In fact, more than 1,700 study participants, spanning five continents, enrolled in the global trial, helping lead to the publishing of very positive clinical trial results about the drug in April’s New England Journal of Medicine. The results led to August’s approval of the new medication as the first-ever FDA-approved treatment for bronchiectasis. Insmed, Inc., the drug’s manufacturer, sponsored the clinical trial.
Clinical trial results showed that the medication targets inflammation and significantly lowers the annualized rate of exacerbations in patients while also slowing their loss of lung function. Also, nearly half the patients in the clinical trial remained exacerbation-free one year later.

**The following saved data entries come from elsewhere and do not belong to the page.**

impl ConnectionMetrics {
    fn record_frame(&self) {
        self.frames_received.fetch_add(1, Ordering::Relaxed);
        self.last_message_ms
            .store(Utc::now().timestamp_millis(), Ordering::Relaxed);
    }

    fn record_dispatch(&self) {
        self.frames_dispatched.fetch_add(1, Ordering::Relaxed);
    }

    fn record_parse_error(&self) {
        self.parse_errors.fetch_add(1, Ordering::Relaxed);
    }

    fn record_reconnect(&self) {
        self.reconnects.fetch_add(1, Ordering::Relaxed);
    }

    pub fn snapshot(&self) -> MetricsSnapshot {
        let last = self.last_message_ms.load(Ordering::Relaxed);
        MetricsSnapshot {
            frames_received: self.frames_received.load(Ordering::Relaxed),
            frames_dispatched: self.frames_dispatched.load(Ordering::Relaxed),
            parse_errors: self.parse_errors.load(Ordering::Relaxed),
            reconnects: self.reconnects.load(Ordering::Relaxed),
            last_message_at: (last > 0)
                .then(|| DateTime::from_timestamp_millis(last))
                .flatten(),
        }
    }
}

// ============================================================================
// 연결 관리자
// ============================================================================

enum SessionEnd {
    Cancelled,
    Closed { opened: bool },
    Failed { opened: bool, error: StreamError },
}

struct ConnectionTask {
    url: String,
    cancel: CancellationToken,
    join: JoinHandle<()>,
}

struct ManagerInner {
    multiplexer: SubscriptionMultiplexer,
    transport: Arc<dyn Transport>,
    policy: ReconnectPolicy,
    ping_interval: Duration,
    state_tx: watch::Sender<ConnectionState>,
    metrics: ConnectionMetrics,
    sessions: AtomicU64,
    task: Mutex<Option<ConnectionTask>>,
}

/// 연결 수명 주기 관리자.
#[derive(Clone)]
pub struct ConnectionManager {
    inner: Arc<ManagerInner>,
}

impl ConnectionManager {
    pub fn new(
        multiplexer: SubscriptionMultiplexer,
        transport: Arc<dyn Transport>,
        policy: ReconnectPolicy,
        ping_interval: Duration,
    ) -> Self {
        let (state_tx, _) = watch::channel(ConnectionState::Closed);
        Self {
            inner: Arc::new(ManagerInner {
                multiplexer,
                transport,
                policy,
                ping_interval,
                state_tx,
                metrics: ConnectionMetrics::default(),
                sessions: AtomicU64::new(0),
                task: Mutex::new(None),
            }),
        }
    }

    /// 스트림 설정으로 tungstenite 기반 관리자를 생성합니다.
    pub fn from_config(multiplexer: SubscriptionMultiplexer, config: &StreamConfig) -> Self {
        Self::new(
            multiplexer,
            Arc::new(TungsteniteTransport),
            ReconnectPolicy::from_config(&config.reconnect),
            config.ping_interval(),
        )
    }

    /// 연결을 시작합니다.
    ///
    /// 기존 연결 태스크가 있으면 먼저 종료합니다. 연결은 백그라운드
    /// 태스크에서 진행되며 상태는 [`state_receiver`](Self::state_receiver)로
    /// 관찰할 수 있습니다.
    pub async fn connect(&self, url: impl Into<String>) {
        let url = url.into();
        if let Some(previous) = self.take_task() {
            debug!(url = %previous.url, "Closing previous connection");
            shutdown_task(previous).await;
            self.inner.detach_current();
        }

        self.inner.set_state(ConnectionState::Connecting);
        let cancel = CancellationToken::new();
        let join = tokio::spawn(run_connection(
            Arc::clone(&self.inner),
            url.clone(),
            cancel.clone(),
        ));

        let stale = self.lock_task().replace(ConnectionTask { url, cancel, join });
        if let Some(stale) = stale {
            stale.cancel.cancel();
            stale.join.abort();
        }
    }

    /// 연결을 종료합니다. 자동 재연결은 일어나지 않습니다.
    pub async fn disconnect(&self) {
        let Some(task) = self.take_task() else {
            return;
        };

        info!(url = %task.url, "Disconnecting stream");
        self.inner.set_state(ConnectionState::Closing);
        shutdown_task(task).await;
        self.inner.detach_current();
        self.inner.set_state(ConnectionState::Closed);
    }

    fn lock_task(&self) -> MutexGuard<'_, Option<ConnectionTask>> {
        self.inner
            .task
            .lock()
            .unwrap_or_else(PoisonError::into_inner)
    }

    fn take_task(&self) -> Option<ConnectionTask> {
        self.lock_task().take()
    }

    pub fn state(&self) -> ConnectionState {
        *self.inner.state_tx.borrow()
    }

    pub fn state_receiver(&self) -> watch::Receiver<ConnectionState> {
        self.inner.state_tx.subscribe()
    }

    pub fn url(&self) -> Option<String> {
        self.lock_task().as_ref().map(|t| t.url.clone())
    }

    pub fn metrics(&self) -> MetricsSnapshot {
        self.inner.metrics.snapshot()
    }

    pub fn multiplexer(&self) -> &SubscriptionMultiplexer {
        &self.inner.multiplexer
    }

    pub fn policy(&self) -> &ReconnectPolicy {
        &self.inner.policy
    }
}

async fn shutdown_task(mut task: ConnectionTask) {
    task.cancel.cancel();
    if tokio::time::timeout(SHUTDOWN_TIMEOUT, &mut task.join)
        .await
        .is_err()
    {
        warn!(url = %task.url, "Connection task did not stop in time, aborting");
        task.join.abort();
    }
}
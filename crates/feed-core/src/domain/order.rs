//! 사용자 주문 및 체결 레코드.

use super::{Price, Quantity, Side};
use chrono::{DateTime, Utc};
use rust_decimal::Decimal;
use serde::{Deserialize, Serialize};
use std::fmt;

/// 사용자 체결.
#[derive(Debug, Clone, PartialEq, Serialize, Deserialize)]
pub struct UserFill {
    /// 심볼
    pub symbol: String,
    /// 방향
    pub side: Side,
    /// 체결가
    pub price: Price,
    /// 체결량
    pub size: Quantity,
    /// 포지션 방향 설명 (예: "Open Long")
    pub direction: String,
    /// 실현 손익
    pub closed_pnl: Decimal,
    /// 수수료
    pub fee: Decimal,
    /// 주문 ID
    pub order_id: u64,
    /// 체결 ID
    pub trade_id: u64,
    /// 체결 시간
    pub timestamp: DateTime<Utc>,
}

/// 사용자 체결 배치.
#[derive(Debug, Clone, PartialEq, Serialize, Deserialize)]
pub struct UserFills {
    /// 사용자 주소
    pub user: String,
    /// 구독 직후 전달되는 스냅샷 여부
    pub is_snapshot: bool,
    /// 체결 목록
    pub fills: Vec<UserFill>,
}

impl UserFills {
    /// 배치 전체의 실현 손익 합계.
    pub fn total_closed_pnl(&self) -> Decimal {
        self.fills.iter().map(|f| f.closed_pnl).sum()
    }

    /// 배치 전체의 수수료 합계.
    pub fn total_fees(&self) -> Decimal {
        self.fills.iter().map(|f| f.fee).sum()
    }
}

/// 주문 상태.
#[derive(Debug, Clone, Copy, PartialEq, Eq, Hash, Serialize, Deserialize)]
#[serde(rename_all = "snake_case")]
pub enum OrderStatus {
    /// 미체결
    Open,
    /// 전량 체결
    Filled,
    /// 취소
    Canceled,
    /// 트리거됨
    Triggered,
    /// 거부
    Rejected,
    /// 마진 부족 등으로 시스템 취소
    MarginCanceled,
}

impl OrderStatus {
    /// 서버 문자열에서 상태를 파싱합니다.
    pub fn from_wire(s: &str) -> Option<Self> {
        match s {
            "open" => Some(OrderStatus::Open),
            "filled" => Some(OrderStatus::Filled),
            "canceled" | "cancelled" => Some(OrderStatus::Canceled),
            "triggered" => Some(OrderStatus::Triggered),
            "rejected" => Some(OrderStatus::Rejected),
            "marginCanceled" | "margin_canceled" => Some(OrderStatus::MarginCanceled),
            _ => None,
        }
    }

    /// 더 이상 변하지 않는 상태인지 확인합니다.
    pub fn is_terminal(&self) -> bool {
        !matches!(self, OrderStatus::Open | OrderStatus::Triggered)
    }
}

impl fmt::Display for OrderStatus {
    fn fmt(&self, f: &mut fmt::Formatter<'_>) -> fmt::Result {
        let s = match self {
            OrderStatus::Open => "open",
            OrderStatus::Filled => "filled",
            OrderStatus::Canceled => "canceled",
            OrderStatus::Triggered => "triggered",
            OrderStatus::Rejected => "rejected",
            OrderStatus::MarginCanceled => "margin_canceled",
        };
        f.write_str(s)
    }
}

/// 사용자 과거 주문.
#[derive(Debug, Clone, PartialEq, Serialize, Deserialize)]
pub struct UserOrder {
    /// 주문 ID
    pub order_id: u64,
    /// 심볼
    pub symbol: String,
    /// 방향
    pub side: Side,
    /// 지정가
    pub limit_price: Price,
    /// 잔여 수량
    pub size: Quantity,
    /// 최초 수량
    pub original_size: Quantity,
    /// 주문 유형 (예: "Limit", "Stop Market")
    pub order_type: String,
    /// 감소 전용 여부
    pub reduce_only: bool,
    /// 상태
    pub status: OrderStatus,
    /// 주문 시간
    pub placed_at: DateTime<Utc>,
    /// 상태 변경 시간
    pub status_at: DateTime<Utc>,
}

impl UserOrder {
    /// 체결된 수량.
    pub fn filled_size(&self) -> Quantity {
        (self.original_size - self.size).max(Decimal::ZERO)
    }
}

“This drug will help many patients living with bronchiectasis and improve their quality of life. This medication is now providing hope for so many patients suffering with daily symptoms,” says Metersky, who in addition to being PI for UConn Health’s clinical trial site, was senior author of the NEJM study and was on the Steering Committee for the global, multi-center clinical trial.

In addition to patients like Exley, the contributions and commitment of Sheila Thurlow, MSN, RN, the CRC’s dedicated study coordinator, were also instrumental to the success of the medication’s Phase III trial at UConn Health.
“This is an exciting, first-of-its-kind drug for the care of bronchiectasis. We are so excited for the FDA-approval of this Brinsupri (brensocatib) that we helped study in clinical trial at UConn Health. This is exactly what we do at our Clinical Research Center,” says Thurlow.
“Dr. Metersky is a great principal investigator who is so well-seasoned, well-versed, and well-known. It was a wonderful experience and privilege working with him on this impactful, global clinical trial that is changing lives for the better,” Thurlow says. “It was a pleasure working with Woody. His consistent compliance and positive presence not only impacted the integrity of the study but made each visit a joy,” adds Thurlow.
Exley says he really enjoyed working with the CRC and Thurlow for the clinical trial study, too.
“The success of our Phase 3 trial was truly a team effort, and I’m incredibly proud of the Clinical Research Center staff for their dedication and professionalism throughout the study. Sheila Thurlow, our research nurse coordinator, was the glue that held everything together – ensuring protocol adherence, supporting participants, and keeping our team aligned every step of the way. Her leadership and attention to detail were instrumental in the success of the trial at UConn Health, which contributed meaningfully to the high-quality data that supported the FDA’s approval of this important new therapy,” says Elizabeth Laska BSN, RN, CCRC, nurse manager of the Clinical Research Center at UConn.
“I feel I made a contribution,” says Exley. “I would definitely recommend other patients choose to participate in clinical trials. It’s really important for people with health issues to contribute to making progress for future treatments.”
He concludes, “I am happy the drug has been approved! I am hoping it has a positive effect on others.”